Top of Task input

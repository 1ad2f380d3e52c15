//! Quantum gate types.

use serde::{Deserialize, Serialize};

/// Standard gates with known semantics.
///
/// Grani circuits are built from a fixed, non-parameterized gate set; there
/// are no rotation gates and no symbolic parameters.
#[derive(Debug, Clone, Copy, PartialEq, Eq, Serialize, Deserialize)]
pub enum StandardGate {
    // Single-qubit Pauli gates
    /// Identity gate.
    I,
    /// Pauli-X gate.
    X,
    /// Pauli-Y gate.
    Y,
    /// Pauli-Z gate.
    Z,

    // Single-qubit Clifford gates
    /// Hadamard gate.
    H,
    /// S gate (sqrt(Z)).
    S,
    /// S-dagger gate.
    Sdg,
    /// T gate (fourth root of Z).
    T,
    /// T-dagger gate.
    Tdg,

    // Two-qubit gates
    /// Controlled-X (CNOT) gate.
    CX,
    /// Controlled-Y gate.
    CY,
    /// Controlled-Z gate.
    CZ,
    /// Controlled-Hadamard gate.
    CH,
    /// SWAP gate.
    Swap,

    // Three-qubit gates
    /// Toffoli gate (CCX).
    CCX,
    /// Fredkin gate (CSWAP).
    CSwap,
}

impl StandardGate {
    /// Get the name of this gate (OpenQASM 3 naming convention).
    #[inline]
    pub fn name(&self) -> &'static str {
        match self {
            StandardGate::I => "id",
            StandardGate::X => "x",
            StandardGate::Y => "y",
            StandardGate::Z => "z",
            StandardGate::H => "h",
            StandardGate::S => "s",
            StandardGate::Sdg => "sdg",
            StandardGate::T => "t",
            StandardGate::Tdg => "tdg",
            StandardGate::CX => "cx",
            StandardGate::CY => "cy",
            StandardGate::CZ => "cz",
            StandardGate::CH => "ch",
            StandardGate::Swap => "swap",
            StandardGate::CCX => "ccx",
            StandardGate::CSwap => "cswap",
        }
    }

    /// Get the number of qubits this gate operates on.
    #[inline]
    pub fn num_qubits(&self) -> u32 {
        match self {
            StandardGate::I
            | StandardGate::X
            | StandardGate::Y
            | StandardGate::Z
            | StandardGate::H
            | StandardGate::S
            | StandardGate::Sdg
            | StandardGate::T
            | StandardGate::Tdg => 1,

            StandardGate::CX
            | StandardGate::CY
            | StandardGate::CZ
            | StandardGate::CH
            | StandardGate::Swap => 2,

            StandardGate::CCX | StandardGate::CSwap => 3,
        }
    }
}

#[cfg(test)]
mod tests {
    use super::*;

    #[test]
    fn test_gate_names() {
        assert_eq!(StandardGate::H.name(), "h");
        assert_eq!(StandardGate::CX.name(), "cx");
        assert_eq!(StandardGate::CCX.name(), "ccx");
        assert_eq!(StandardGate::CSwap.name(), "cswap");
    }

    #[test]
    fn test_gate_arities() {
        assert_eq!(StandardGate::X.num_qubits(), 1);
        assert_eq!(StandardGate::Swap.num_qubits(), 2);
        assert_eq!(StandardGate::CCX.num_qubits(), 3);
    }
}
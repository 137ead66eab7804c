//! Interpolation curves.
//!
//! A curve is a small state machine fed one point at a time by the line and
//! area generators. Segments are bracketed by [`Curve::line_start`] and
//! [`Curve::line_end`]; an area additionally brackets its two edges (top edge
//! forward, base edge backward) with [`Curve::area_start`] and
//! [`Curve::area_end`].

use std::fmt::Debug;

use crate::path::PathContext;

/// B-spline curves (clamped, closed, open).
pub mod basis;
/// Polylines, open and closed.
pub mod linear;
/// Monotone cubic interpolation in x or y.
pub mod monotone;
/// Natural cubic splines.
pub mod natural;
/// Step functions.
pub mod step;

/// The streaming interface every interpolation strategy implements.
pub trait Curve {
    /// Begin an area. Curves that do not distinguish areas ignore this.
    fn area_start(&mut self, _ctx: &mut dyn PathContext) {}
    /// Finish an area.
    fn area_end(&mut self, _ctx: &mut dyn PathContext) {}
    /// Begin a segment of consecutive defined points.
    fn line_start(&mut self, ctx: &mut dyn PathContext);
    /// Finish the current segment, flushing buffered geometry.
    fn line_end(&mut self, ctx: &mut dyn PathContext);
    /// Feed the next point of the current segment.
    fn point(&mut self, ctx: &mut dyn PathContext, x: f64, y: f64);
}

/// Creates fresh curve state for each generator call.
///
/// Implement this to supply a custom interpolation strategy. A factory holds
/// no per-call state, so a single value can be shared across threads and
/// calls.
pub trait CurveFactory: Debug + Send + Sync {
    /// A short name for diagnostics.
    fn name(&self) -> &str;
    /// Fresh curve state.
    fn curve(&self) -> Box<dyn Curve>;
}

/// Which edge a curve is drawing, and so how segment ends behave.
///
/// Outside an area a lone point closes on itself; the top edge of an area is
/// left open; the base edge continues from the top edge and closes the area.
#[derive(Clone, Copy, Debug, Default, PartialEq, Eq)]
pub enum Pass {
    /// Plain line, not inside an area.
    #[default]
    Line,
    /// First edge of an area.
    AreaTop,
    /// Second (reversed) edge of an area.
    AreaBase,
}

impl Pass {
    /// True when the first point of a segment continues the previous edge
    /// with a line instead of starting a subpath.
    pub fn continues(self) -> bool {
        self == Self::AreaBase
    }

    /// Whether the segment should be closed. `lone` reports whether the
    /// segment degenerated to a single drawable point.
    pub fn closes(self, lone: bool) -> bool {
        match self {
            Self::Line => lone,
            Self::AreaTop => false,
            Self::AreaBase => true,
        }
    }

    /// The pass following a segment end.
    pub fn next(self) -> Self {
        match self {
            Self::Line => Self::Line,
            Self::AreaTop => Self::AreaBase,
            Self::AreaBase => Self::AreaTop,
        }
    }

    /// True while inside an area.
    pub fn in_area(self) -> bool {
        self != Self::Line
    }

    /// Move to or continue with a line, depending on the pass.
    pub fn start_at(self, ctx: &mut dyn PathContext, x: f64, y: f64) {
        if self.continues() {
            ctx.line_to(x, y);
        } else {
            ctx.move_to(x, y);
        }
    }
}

Bottom of Task input

Exercise aim — If a line of the records holds the word "with", count it; report only the total.

Output for this exercise — 4